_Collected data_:
--------------------------------------------------

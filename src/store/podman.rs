//! Podman-backed image store
//!
//! Pulls, creates, mounts and removes working containers through the
//! `podman` CLI. Mounting a rootless container requires running inside
//! `podman unshare`.

use crate::builder::{Builder, IdMap, IdMappings};
use crate::error::{StowageError, StowageResult};
use crate::store::record::BuilderRecords;
use crate::store::{stream_child_output, ImageStore, PullOptions};
use async_trait::async_trait;
use serde::Deserialize;
use std::path::PathBuf;
use std::process::Stdio;
use tokio::process::Command;
use tracing::{debug, info, warn};

/// Stderr fragments podman prints when a reference does not resolve
const IMAGE_NOT_FOUND_MARKERS: &[&str] = &[
    "manifest unknown",
    "name unknown",
    "repository does not exist",
    "requested access to the resource is denied",
    "no such image",
];

#[derive(Debug, Deserialize)]
#[serde(rename_all = "PascalCase")]
struct InspectContainer {
    id: String,
    name: String,
    #[serde(default)]
    image_name: Option<String>,
    #[serde(default)]
    config: Option<InspectConfig>,
    #[serde(default)]
    host_config: Option<InspectHostConfig>,
}

#[derive(Debug, Deserialize)]
#[serde(rename_all = "PascalCase")]
struct InspectConfig {
    #[serde(default)]
    working_dir: Option<String>,
}

#[derive(Debug, Deserialize)]
struct InspectHostConfig {
    #[serde(rename = "IDMappings", default)]
    id_mappings: Option<InspectIdMappings>,
}

/// `container:host:size` entries as podman reports them
#[derive(Debug, Deserialize)]
#[serde(rename_all = "PascalCase")]
struct InspectIdMappings {
    #[serde(default)]
    uid_map: Option<Vec<String>>,
    #[serde(default)]
    gid_map: Option<Vec<String>>,
}

impl InspectContainer {
    fn id_mappings(&self) -> StowageResult<IdMappings> {
        let Some(maps) = self.host_config.as_ref().and_then(|h| h.id_mappings.as_ref()) else {
            return Ok(IdMappings::default());
        };
        Ok(IdMappings::new(
            parse_inspect_id_map(maps.uid_map.as_deref().unwrap_or_default())?,
            parse_inspect_id_map(maps.gid_map.as_deref().unwrap_or_default())?,
        ))
    }
}

fn parse_inspect_id_map(entries: &[String]) -> StowageResult<Vec<IdMap>> {
    entries
        .iter()
        .map(|entry| {
            let bad = || StowageError::command_exec(
                "podman container inspect",
                format!("badly formatted ID mapping {:?}: expected container:host:size", entry),
            );
            let fields: Vec<u32> = entry
                .split(':')
                .map(|f| f.trim().parse::<u32>())
                .collect::<Result<Vec<u32>, _>>()
                .map_err(|_| bad())?;
            match fields[..] {
                [container_id, host_id, size] => Ok(IdMap { container_id, host_id, size }),
                _ => Err(bad()),
            }
        })
        .collect()
}

/// Image store backed by the podman CLI
pub struct PodmanStore {
    podman: String,
    records: BuilderRecords,
}

impl PodmanStore {
    /// Create a store using `podman` from PATH and the default records dir
    pub fn new() -> Self {
        Self::with_binary("podman", BuilderRecords::new())
    }

    pub fn with_binary(podman: impl Into<String>, records: BuilderRecords) -> Self {
        Self {
            podman: podman.into(),
            records,
        }
    }

    /// Execute a Podman command and return the output
    async fn exec(&self, args: &[&str]) -> StowageResult<std::process::Output> {
        debug!("Executing: {} {:?}", self.podman, args);

        Command::new(&self.podman)
            .args(args)
            .stdout(Stdio::piped())
            .stderr(Stdio::piped())
            .output()
            .await
            .map_err(|e| StowageError::command_failed(format!("{} {:?}", self.podman, args), e))
    }

    async fn inspect(&self, name: &str) -> StowageResult<InspectContainer> {
        let output = self
            .exec(&["container", "inspect", "--format", "json", name])
            .await?;

        if !output.status.success() {
            let stderr = String::from_utf8_lossy(&output.stderr);
            if stderr.to_lowercase().contains("no such container") {
                return Err(StowageError::ContainerUnknown(name.to_string()));
            }
            return Err(StowageError::command_exec("podman container inspect", stderr));
        }

        let mut containers: Vec<InspectContainer> = serde_json::from_slice(&output.stdout)?;
        if containers.is_empty() {
            return Err(StowageError::ContainerUnknown(name.to_string()));
        }
        Ok(containers.remove(0))
    }

    fn pull_args(image: &str, options: &PullOptions) -> Vec<String> {
        let mut args = vec!["pull".to_string()];

        if !options.tls_verify {
            args.push("--tls-verify=false".to_string());
        }
        if let Some(ref dir) = options.cert_dir {
            args.push("--cert-dir".to_string());
            args.push(dir.display().to_string());
        }
        if let Some(ref creds) = options.creds {
            args.push("--creds".to_string());
            args.push(creds.clone());
        }
        if let Some(ref authfile) = options.authfile {
            args.push("--authfile".to_string());
            args.push(authfile.display().to_string());
        }
        if let Some(ref policy) = options.signature_policy {
            args.push("--signature-policy".to_string());
            args.push(policy.display().to_string());
        }
        for key in &options.decryption_keys {
            args.push("--decryption-key".to_string());
            args.push(key.clone());
        }
        if !options.report_progress {
            args.push("--quiet".to_string());
        }

        args.push(image.to_string());
        args
    }
}

impl Default for PodmanStore {
    fn default() -> Self {
        Self::new()
    }
}

/// Name for the temporary working container created from `image`
pub(crate) fn working_container_name(image: &str) -> String {
    let without_digest = image.split('@').next().unwrap_or(image);
    let last = without_digest.rsplit('/').next().unwrap_or(without_digest);
    let base = last.split(':').next().unwrap_or(last);
    let base: String = base
        .chars()
        .map(|c| if c.is_ascii_alphanumeric() || c == '-' || c == '_' { c } else { '-' })
        .collect();
    let base = if base.is_empty() { "scratch".to_string() } else { base };
    let suffix = uuid::Uuid::new_v4().simple().to_string();
    format!("{}-working-container-{}", base, &suffix[..8])
}

pub(crate) fn classify_pull_failure(image: &str, stderr: &str) -> StowageError {
    let lowered = stderr.to_lowercase();
    if IMAGE_NOT_FOUND_MARKERS.iter().any(|m| lowered.contains(m)) {
        StowageError::ImageNotFound {
            image: image.to_string(),
            reason: stderr.trim().to_string(),
        }
    } else {
        StowageError::ImagePull {
            image: image.to_string(),
            reason: stderr.trim().to_string(),
        }
    }
}

#[async_trait]
impl ImageStore for PodmanStore {
    async fn open_existing(&self, name: &str) -> StowageResult<Builder> {
        let inspected = self.inspect(name).await?;

        let mut builder = match self.records.load(&inspected.id).await? {
            Some(builder) => builder,
            None => {
                let mut builder = Builder::new(inspected.name.clone(), inspected.id.clone());
                builder.from_image = inspected.image_name.clone();
                if let Some(workdir) = inspected
                    .config
                    .as_ref()
                    .and_then(|c| c.working_dir.clone())
                    .filter(|w| !w.is_empty())
                {
                    builder.workdir = workdir;
                }
                builder.id_mappings = inspected.id_mappings()?;
                builder
            }
        };
        builder.container = inspected.name;

        debug!("Opened container {} ({})", builder.container, builder.short_id());
        Ok(builder)
    }

    async fn pull(&self, image: &str, options: &PullOptions) -> StowageResult<Builder> {
        info!("Pulling image: {}", image);

        let args = Self::pull_args(image, options);
        debug!("Executing: {} {:?}", self.podman, args);

        let mut child = Command::new(&self.podman)
            .args(&args)
            .stdout(Stdio::piped())
            .stderr(Stdio::piped())
            .spawn()
            .map_err(|e| StowageError::command_failed(format!("{} pull {}", self.podman, image), e))?;

        let report = options.report_progress;
        let output = stream_child_output(&mut child, &move |line: String| {
            if report {
                eprintln!("{}", line);
            }
        })
        .await;

        let status = child
            .wait()
            .await
            .map_err(|e| StowageError::command_failed(format!("{} pull {}", self.podman, image), e))?;

        if !status.success() {
            return Err(classify_pull_failure(image, &output.join("\n")));
        }

        let name = working_container_name(image);
        let output = self
            .exec(&["create", "--name", &name, image, "true"])
            .await?;
        if !output.status.success() {
            let stderr = String::from_utf8_lossy(&output.stderr);
            return Err(StowageError::command_exec("podman create", stderr));
        }

        let mut builder = match self.open_existing(&name).await {
            Ok(builder) => builder,
            Err(e) => {
                match self.exec(&["rm", "-f", &name]).await {
                    Ok(out) if out.status.success() => debug!("Removed unusable container {}", name),
                    Ok(out) => warn!(
                        "Failed to remove container {}: {}",
                        name,
                        String::from_utf8_lossy(&out.stderr).trim()
                    ),
                    Err(rm) => warn!("Failed to remove container {}: {}", name, rm),
                }
                return Err(e);
            }
        };
        builder.from_image = Some(image.to_string());
        info!("Created working container {} from {}", name, image);
        Ok(builder)
    }

    async fn mount(&self, builder: &Builder) -> StowageResult<PathBuf> {
        let output = self.exec(&["mount", &builder.container_id]).await?;

        if output.status.success() {
            let path = String::from_utf8_lossy(&output.stdout).trim().to_string();
            debug!("Mounted {} at {}", builder.container, path);
            Ok(PathBuf::from(path))
        } else {
            Err(StowageError::Mount {
                container: builder.container.clone(),
                reason: String::from_utf8_lossy(&output.stderr).trim().to_string(),
            })
        }
    }

    async fn unmount(&self, builder: &Builder) -> StowageResult<()> {
        let output = self.exec(&["unmount", &builder.container_id]).await?;

        if output.status.success() {
            debug!("Unmounted {}", builder.container);
            Ok(())
        } else {
            Err(StowageError::Unmount {
                container: builder.container.clone(),
                reason: String::from_utf8_lossy(&output.stderr).trim().to_string(),
            })
        }
    }

    async fn delete(&self, builder: &Builder) -> StowageResult<()> {
        debug!("Removing container: {}", builder.container);

        let output = self.exec(&["rm", "-f", &builder.container_id]).await?;

        if !output.status.success() {
            // Ignore error if container doesn't exist
            let stderr = String::from_utf8_lossy(&output.stderr);
            if !stderr.contains("no such container") {
                return Err(StowageError::command_exec("podman rm", stderr));
            }
        }

        self.records.delete(&builder.container_id).await
    }

    async fn save(&self, builder: &Builder) -> StowageResult<()> {
        self.records
            .save(builder)
            .await
            .map_err(|e| StowageError::Save {
                container: builder.container.clone(),
                reason: e.to_string(),
            })
    }
}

--------------------------------------------------

_Exercise brief_:
Where a line in the records above includes the string "PathBuf", show it.

_The completed task_:
use std::path::PathBuf;
    async fn mount(&self, builder: &Builder) -> StowageResult<PathBuf> {
            Ok(PathBuf::from(path))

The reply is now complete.